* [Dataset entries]

● ● ●

//! The interception-and-animation engine behind OpenSmoothScroll: a
//! low-level wheel hook, per-axis physics-inspired scroll animation, and
//! per-application parameter resolution.
//!
//! The hook-facing, OS-specific glue lives behind [`platform::Platform`];
//! everything else in this crate — [`easing`], [`accelerator`], [`axis`],
//! and the dispatch decisions in [`hook`] — is pure and runs the same way
//! on every host, so it can be unit-tested without a Windows machine.

pub mod accelerator;
pub mod axis;
pub mod clock;
pub mod easing;
pub mod engine;
pub mod error;
pub mod hook;
pub mod platform;
pub mod process;
pub mod types;

pub use engine::Engine;
pub use error::EngineError;
pub use types::{GlobalSettings, PerAppOverride, ScrollParameters};
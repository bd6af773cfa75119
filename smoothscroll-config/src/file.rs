//! TOML-backed persistence of [`GlobalSettings`]: the ambient "load my
//! settings on startup, save them when they change" layer a long-running
//! host needs, independent of the `config.ini` interchange format in
//! [`crate::ini`].

use std::path::{Path, PathBuf};

use log::{info, warn};
use smoothscroll_core::GlobalSettings;

/// The directory name used under the platform config directory, mirroring
/// how a desktop utility like this one names its own subdirectory there.
const APP_DIR_NAME: &str = "OpenSmoothScroll";
const SETTINGS_FILE_NAME: &str = "settings.toml";

/// The default settings file location: `<platform config dir>/OpenSmoothScroll/settings.toml`,
/// falling back to a bare relative filename if the platform config
/// directory can't be determined.
pub fn default_path() -> PathBuf {
    match dirs::config_dir() {
        Some(dir) => dir.join(APP_DIR_NAME).join(SETTINGS_FILE_NAME),
        None => PathBuf::from(SETTINGS_FILE_NAME),
    }
}

/// Loads settings from `path`, or [`GlobalSettings::default`] if the file
/// doesn't exist or fails to parse. A parse failure is logged and treated
/// as "use the defaults" rather than propagated, since a corrupt settings
/// file must never prevent the engine from starting.
pub fn load(path: &Path) -> GlobalSettings {
    let content = match std::fs::read_to_string(path) {
        Ok(content) => content,
        Err(_) => {
            info!("no settings file at {path:?}, using defaults");
            return GlobalSettings::default();
        }
    };

    match toml::from_str(&content) {
        Ok(settings) => settings,
        Err(err) => {
            warn!("failed to parse settings file {path:?}: {err}; using defaults");
            GlobalSettings::default()
        }
    }
}

/// Saves `settings` to `path`, creating parent directories as needed.
pub fn save(path: &Path, settings: &GlobalSettings) -> std::io::Result<()> {
    if let Some(parent) = path.parent() {
        std::fs::create_dir_all(parent)?;
    }
    let text = toml::to_string_pretty(settings)
        .map_err(|err| std::io::Error::new(std::io::ErrorKind::InvalidData, err))?;
    std::fs::write(path, text)
}

#[cfg(test)]
mod tests {
    use super::*;

    #[test]
    fn missing_file_yields_defaults() {
        let dir = tempfile::tempdir().unwrap();
        let path = dir.path().join("nonexistent.toml");
        let loaded = load(&path);
        assert_eq!(loaded, GlobalSettings::default());
    }

    #[test]
    fn save_then_load_round_trips() {
        let dir = tempfile::tempdir().unwrap();
        let path = dir.path().join("nested").join("settings.toml");

        let mut settings = GlobalSettings::default();
        settings.defaults.step_size = 77;
        settings.enabled = false;
        settings.blacklist_add("vlc.exe");

        save(&path, &settings).unwrap();
        let loaded = load(&path);

        assert_eq!(loaded, settings);
    }

    #[test]
    fn corrupt_file_falls_back_to_defaults() {
        let dir = tempfile::tempdir().unwrap();
        let path = dir.path().join("settings.toml");
        std::fs::write(&path, "this is not valid toml {{{").unwrap();

        let loaded = load(&path);
        assert_eq!(loaded, GlobalSettings::default());
    }
}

● ● ●

* [Work to complete] Where does the word "this" appear in the records? Copy every line that holds it.

* [Exercise solution]
//! everything else in this crate — [`easing`], [`accelerator`], [`axis`],
/// how a desktop utility like this one names its own subdirectory there.
        std::fs::write(&path, "this is not valid toml {{{").unwrap();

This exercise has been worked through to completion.